• What to work on
Among the lines of data below, reproduce only those from the one with "use std::fmt::Write as _;" through the one with "NaiveDate::from_ymd_opt(2024, 3, 4)", exactly as they stand, both ends included.

• Source data
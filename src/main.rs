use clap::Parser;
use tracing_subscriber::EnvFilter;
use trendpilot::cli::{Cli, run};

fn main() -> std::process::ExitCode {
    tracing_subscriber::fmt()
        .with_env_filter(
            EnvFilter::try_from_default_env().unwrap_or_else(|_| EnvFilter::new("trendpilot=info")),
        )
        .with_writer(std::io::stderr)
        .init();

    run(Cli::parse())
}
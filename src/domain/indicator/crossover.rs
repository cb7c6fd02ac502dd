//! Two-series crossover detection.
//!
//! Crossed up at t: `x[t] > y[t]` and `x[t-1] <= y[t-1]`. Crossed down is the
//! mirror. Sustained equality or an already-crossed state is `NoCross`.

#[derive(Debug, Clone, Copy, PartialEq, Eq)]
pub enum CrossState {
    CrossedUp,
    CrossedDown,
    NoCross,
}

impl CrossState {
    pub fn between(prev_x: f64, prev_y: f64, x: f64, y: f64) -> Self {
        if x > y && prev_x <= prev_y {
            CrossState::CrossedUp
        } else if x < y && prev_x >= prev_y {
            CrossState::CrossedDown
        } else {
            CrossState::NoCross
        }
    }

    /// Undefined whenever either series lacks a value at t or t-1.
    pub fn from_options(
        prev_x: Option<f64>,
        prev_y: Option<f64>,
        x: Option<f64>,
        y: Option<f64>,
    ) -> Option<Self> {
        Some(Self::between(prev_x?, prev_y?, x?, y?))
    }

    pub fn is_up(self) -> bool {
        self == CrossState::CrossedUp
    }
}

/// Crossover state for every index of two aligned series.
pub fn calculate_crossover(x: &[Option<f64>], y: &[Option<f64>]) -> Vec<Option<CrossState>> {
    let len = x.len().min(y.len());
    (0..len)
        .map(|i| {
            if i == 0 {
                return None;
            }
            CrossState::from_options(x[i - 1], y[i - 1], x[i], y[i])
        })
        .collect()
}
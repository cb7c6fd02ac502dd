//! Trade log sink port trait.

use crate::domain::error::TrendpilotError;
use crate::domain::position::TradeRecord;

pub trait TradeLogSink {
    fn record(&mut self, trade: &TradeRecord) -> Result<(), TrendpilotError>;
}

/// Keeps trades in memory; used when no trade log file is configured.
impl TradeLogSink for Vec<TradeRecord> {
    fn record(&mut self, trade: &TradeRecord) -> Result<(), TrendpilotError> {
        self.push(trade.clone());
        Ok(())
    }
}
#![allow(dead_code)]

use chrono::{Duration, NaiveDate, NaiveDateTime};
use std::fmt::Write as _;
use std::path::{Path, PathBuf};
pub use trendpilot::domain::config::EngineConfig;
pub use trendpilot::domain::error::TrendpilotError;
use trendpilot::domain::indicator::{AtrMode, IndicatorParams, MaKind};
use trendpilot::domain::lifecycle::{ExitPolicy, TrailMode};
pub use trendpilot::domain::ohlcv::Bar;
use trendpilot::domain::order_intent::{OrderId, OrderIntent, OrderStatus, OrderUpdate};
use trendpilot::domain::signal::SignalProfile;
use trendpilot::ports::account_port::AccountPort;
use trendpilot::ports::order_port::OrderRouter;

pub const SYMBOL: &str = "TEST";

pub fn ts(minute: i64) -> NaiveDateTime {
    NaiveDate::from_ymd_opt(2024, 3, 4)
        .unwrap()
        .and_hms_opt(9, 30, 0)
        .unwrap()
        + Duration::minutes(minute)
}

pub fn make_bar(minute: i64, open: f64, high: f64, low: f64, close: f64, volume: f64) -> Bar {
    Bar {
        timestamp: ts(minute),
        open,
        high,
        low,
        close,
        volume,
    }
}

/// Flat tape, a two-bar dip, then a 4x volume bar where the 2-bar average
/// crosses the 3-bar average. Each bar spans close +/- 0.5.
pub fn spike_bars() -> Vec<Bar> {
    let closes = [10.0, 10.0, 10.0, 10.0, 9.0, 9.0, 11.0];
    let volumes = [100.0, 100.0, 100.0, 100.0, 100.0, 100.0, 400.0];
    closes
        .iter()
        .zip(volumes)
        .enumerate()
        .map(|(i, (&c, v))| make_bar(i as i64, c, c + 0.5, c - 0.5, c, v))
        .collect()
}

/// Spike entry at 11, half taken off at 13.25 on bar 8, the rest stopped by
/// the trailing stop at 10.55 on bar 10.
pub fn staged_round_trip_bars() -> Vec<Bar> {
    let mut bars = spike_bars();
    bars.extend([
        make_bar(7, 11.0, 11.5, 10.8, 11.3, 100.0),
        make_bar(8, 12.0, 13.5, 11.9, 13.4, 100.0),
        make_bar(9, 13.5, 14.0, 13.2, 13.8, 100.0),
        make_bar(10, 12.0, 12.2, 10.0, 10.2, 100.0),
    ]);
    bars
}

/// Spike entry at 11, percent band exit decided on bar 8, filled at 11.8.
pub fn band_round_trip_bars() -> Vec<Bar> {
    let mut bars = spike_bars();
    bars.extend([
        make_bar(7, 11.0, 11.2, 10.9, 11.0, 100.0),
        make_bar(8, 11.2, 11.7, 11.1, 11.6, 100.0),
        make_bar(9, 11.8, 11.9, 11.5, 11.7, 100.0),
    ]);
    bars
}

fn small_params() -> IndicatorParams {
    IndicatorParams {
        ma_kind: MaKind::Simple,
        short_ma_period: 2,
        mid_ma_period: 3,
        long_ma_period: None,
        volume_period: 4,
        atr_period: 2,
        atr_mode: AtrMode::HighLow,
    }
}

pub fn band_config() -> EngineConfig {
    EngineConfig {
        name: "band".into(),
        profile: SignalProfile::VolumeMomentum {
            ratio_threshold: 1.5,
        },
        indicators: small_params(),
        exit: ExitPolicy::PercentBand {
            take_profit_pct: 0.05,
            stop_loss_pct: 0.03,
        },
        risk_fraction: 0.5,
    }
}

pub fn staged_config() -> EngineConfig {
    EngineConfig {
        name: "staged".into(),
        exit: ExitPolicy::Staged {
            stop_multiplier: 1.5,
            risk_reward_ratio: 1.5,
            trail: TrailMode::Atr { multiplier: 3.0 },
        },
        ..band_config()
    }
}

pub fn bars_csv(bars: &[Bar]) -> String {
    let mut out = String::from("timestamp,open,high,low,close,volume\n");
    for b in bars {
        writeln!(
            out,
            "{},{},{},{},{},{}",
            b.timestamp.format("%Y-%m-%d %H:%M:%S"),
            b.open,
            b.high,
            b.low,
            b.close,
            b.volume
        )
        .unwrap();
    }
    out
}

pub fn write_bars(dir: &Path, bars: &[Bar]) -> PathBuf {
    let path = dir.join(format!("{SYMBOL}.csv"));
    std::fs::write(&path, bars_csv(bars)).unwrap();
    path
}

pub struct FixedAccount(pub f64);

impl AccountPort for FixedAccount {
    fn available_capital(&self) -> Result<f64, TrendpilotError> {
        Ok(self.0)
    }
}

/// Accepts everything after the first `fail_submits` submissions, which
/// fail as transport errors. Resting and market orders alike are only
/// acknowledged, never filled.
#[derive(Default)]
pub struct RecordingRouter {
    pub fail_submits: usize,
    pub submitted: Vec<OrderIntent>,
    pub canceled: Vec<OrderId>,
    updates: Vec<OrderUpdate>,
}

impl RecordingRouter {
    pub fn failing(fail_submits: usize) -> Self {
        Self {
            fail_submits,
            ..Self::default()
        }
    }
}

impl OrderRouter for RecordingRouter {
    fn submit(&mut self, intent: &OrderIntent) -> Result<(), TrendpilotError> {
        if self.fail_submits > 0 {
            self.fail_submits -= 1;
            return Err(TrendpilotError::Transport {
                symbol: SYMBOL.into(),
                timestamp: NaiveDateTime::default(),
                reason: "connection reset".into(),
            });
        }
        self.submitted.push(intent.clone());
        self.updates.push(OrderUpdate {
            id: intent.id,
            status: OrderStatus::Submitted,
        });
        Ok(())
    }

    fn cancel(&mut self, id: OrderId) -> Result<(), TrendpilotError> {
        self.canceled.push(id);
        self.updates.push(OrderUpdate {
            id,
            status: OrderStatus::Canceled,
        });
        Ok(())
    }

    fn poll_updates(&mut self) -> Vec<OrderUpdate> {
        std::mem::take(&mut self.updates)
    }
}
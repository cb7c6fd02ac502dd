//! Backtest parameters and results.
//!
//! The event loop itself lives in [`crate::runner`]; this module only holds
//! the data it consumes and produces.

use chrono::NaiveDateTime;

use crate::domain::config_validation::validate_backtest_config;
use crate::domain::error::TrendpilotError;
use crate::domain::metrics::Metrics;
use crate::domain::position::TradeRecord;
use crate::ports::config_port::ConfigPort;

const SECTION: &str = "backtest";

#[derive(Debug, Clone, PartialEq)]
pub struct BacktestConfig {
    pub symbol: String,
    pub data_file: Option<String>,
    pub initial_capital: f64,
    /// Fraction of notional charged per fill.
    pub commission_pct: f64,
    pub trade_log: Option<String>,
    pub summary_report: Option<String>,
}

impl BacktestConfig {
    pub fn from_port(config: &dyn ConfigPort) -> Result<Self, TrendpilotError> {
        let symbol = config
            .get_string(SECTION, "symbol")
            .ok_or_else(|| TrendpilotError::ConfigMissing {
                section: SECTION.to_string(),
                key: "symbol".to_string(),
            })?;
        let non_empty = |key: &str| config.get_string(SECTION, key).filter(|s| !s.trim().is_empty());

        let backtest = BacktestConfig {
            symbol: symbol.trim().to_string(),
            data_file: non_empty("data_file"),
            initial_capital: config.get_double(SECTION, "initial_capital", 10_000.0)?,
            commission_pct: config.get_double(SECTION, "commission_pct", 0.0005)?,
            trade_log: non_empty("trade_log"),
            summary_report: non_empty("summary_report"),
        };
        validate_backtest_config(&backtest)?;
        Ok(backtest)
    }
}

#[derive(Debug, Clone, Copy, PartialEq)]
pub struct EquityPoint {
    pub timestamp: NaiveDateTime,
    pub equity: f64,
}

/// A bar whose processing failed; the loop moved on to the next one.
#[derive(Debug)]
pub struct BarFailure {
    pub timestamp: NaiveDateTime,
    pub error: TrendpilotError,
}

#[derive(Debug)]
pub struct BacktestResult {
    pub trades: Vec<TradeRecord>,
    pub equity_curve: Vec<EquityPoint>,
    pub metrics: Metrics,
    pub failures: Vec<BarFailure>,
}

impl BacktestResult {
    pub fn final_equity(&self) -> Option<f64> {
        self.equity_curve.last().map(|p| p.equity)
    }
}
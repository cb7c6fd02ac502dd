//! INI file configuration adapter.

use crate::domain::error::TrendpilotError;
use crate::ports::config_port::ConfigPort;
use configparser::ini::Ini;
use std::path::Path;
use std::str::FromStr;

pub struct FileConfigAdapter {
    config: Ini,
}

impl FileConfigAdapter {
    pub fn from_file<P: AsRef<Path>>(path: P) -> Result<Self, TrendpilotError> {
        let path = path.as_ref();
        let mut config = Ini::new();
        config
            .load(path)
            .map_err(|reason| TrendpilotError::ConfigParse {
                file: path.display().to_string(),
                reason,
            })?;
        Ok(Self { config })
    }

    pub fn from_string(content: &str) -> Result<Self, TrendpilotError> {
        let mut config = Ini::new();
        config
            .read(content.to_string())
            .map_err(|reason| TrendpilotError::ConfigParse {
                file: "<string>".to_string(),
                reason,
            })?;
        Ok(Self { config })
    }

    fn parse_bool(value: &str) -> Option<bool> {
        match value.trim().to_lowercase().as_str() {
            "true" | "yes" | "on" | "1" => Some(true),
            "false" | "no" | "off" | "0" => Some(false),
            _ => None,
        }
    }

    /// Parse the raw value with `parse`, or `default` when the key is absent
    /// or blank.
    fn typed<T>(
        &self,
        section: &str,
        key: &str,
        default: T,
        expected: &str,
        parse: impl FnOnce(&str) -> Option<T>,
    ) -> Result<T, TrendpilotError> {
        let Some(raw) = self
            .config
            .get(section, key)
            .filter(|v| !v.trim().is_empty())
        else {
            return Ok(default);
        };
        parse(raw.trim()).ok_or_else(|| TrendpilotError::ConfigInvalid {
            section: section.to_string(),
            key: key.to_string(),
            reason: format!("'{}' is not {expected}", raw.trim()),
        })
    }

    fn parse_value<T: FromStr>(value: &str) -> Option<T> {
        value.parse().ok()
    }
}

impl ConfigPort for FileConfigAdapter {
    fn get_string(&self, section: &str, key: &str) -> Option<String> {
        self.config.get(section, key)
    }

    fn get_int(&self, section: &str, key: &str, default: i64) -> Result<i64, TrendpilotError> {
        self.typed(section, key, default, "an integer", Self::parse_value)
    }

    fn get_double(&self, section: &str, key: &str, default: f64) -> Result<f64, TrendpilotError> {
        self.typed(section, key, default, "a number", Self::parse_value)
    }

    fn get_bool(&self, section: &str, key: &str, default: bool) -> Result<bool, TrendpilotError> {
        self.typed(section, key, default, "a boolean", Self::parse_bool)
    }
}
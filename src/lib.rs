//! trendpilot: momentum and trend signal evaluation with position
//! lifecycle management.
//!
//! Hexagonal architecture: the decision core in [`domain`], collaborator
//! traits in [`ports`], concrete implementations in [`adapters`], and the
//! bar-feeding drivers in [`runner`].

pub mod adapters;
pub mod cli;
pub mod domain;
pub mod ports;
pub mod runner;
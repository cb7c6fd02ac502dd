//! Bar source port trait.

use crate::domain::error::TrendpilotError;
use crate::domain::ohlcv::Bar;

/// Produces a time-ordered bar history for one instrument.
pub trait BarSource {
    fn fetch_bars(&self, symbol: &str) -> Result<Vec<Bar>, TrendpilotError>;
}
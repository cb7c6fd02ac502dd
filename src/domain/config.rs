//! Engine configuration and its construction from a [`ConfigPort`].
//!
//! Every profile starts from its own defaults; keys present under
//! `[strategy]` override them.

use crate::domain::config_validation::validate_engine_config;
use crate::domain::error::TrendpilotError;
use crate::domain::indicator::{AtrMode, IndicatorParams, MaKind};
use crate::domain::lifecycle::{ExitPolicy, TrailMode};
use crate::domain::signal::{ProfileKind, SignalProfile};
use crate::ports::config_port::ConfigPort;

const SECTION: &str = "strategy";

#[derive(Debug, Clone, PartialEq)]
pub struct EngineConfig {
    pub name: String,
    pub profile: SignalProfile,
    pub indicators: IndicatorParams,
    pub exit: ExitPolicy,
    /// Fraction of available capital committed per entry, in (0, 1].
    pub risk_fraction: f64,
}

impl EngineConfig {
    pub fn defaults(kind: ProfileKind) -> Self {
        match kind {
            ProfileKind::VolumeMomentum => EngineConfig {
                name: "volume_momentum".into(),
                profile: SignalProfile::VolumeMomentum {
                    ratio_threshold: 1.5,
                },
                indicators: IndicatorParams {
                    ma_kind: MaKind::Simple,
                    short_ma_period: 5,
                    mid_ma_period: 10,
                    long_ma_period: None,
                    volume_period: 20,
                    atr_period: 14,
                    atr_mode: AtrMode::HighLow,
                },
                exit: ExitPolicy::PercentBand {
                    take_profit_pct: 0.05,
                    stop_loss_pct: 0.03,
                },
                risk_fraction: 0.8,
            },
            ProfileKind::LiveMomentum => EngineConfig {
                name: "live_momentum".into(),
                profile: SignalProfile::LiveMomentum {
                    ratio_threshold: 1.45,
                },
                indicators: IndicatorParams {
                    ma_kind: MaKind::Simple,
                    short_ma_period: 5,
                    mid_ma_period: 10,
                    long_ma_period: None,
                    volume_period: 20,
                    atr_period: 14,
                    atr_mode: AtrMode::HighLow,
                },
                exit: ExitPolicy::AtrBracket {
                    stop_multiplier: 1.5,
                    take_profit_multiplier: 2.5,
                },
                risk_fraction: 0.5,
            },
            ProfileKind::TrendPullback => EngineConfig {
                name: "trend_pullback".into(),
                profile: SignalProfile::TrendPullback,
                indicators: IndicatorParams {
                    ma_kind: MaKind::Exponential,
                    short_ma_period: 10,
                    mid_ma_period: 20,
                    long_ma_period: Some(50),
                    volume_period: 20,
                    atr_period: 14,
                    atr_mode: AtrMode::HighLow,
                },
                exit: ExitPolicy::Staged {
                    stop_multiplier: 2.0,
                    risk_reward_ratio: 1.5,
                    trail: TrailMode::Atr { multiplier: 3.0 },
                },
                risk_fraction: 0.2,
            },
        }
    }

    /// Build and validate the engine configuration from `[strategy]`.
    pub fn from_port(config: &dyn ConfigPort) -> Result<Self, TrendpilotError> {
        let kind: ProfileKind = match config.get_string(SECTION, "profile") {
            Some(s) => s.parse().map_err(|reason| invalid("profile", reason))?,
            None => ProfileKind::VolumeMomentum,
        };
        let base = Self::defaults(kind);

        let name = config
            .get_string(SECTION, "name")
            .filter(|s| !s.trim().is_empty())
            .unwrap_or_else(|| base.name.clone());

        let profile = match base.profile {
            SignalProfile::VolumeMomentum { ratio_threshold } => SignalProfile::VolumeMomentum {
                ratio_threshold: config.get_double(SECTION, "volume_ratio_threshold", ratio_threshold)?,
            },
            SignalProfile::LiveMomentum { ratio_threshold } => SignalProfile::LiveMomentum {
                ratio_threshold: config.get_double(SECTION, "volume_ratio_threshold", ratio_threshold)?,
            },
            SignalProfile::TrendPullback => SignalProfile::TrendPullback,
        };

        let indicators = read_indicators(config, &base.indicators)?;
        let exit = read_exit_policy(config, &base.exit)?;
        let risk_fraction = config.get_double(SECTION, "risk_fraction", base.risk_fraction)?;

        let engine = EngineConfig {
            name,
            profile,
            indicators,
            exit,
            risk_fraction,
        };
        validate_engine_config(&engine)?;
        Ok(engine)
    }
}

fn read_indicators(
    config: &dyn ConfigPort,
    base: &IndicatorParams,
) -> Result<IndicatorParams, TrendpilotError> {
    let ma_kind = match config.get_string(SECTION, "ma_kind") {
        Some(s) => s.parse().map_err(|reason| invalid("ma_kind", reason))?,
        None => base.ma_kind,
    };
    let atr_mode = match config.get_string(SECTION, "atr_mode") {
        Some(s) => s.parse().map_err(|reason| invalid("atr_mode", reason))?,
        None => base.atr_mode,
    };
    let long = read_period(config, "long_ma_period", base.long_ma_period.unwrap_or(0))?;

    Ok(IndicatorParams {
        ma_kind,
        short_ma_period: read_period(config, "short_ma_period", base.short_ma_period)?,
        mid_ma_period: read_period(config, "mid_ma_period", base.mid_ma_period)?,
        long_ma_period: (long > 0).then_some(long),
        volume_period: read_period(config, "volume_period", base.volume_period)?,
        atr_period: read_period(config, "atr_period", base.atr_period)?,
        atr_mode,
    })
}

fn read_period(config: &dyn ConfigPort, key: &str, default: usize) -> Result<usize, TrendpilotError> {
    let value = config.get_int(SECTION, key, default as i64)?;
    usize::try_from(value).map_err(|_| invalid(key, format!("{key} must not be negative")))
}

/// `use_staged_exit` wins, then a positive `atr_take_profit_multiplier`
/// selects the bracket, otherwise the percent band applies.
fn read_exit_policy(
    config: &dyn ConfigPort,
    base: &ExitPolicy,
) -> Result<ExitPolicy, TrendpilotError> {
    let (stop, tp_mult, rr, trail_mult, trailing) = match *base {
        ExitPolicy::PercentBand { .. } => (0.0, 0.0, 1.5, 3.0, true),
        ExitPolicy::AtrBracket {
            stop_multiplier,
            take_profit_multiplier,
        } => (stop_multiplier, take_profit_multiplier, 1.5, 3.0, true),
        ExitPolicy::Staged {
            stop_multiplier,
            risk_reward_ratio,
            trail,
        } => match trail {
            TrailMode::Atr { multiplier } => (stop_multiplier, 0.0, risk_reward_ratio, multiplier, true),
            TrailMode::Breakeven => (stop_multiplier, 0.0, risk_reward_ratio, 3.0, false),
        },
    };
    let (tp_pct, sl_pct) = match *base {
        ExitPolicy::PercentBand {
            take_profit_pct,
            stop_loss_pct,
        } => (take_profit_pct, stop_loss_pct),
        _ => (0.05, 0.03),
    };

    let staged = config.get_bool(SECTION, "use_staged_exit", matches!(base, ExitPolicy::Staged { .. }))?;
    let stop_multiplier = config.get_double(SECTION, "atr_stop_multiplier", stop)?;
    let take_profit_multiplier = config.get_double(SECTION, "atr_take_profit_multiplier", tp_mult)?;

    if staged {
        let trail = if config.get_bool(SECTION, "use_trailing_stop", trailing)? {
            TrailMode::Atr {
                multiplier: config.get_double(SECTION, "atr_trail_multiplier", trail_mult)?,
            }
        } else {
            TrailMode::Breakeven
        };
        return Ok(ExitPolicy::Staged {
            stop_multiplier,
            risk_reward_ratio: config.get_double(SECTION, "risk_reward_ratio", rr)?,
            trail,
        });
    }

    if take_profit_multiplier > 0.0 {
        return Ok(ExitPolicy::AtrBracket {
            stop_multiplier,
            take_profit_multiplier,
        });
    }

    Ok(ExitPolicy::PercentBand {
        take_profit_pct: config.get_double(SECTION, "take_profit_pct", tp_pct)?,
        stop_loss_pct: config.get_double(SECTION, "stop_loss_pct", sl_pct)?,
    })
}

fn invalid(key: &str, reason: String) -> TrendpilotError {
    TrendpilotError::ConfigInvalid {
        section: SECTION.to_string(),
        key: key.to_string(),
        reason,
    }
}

• Answer to this task
use std::fmt::Write as _;
use std::path::{Path, PathBuf};
pub use trendpilot::domain::config::EngineConfig;
pub use trendpilot::domain::error::TrendpilotError;
use trendpilot::domain::indicator::{AtrMode, IndicatorParams, MaKind};
use trendpilot::domain::lifecycle::{ExitPolicy, TrailMode};
pub use trendpilot::domain::ohlcv::Bar;
use trendpilot::domain::order_intent::{OrderId, OrderIntent, OrderStatus, OrderUpdate};
use trendpilot::domain::signal::SignalProfile;
use trendpilot::ports::account_port::AccountPort;
use trendpilot::ports::order_port::OrderRouter;

pub const SYMBOL: &str = "TEST";

pub fn ts(minute: i64) -> NaiveDateTime {
    NaiveDate::from_ymd_opt(2024, 3, 4)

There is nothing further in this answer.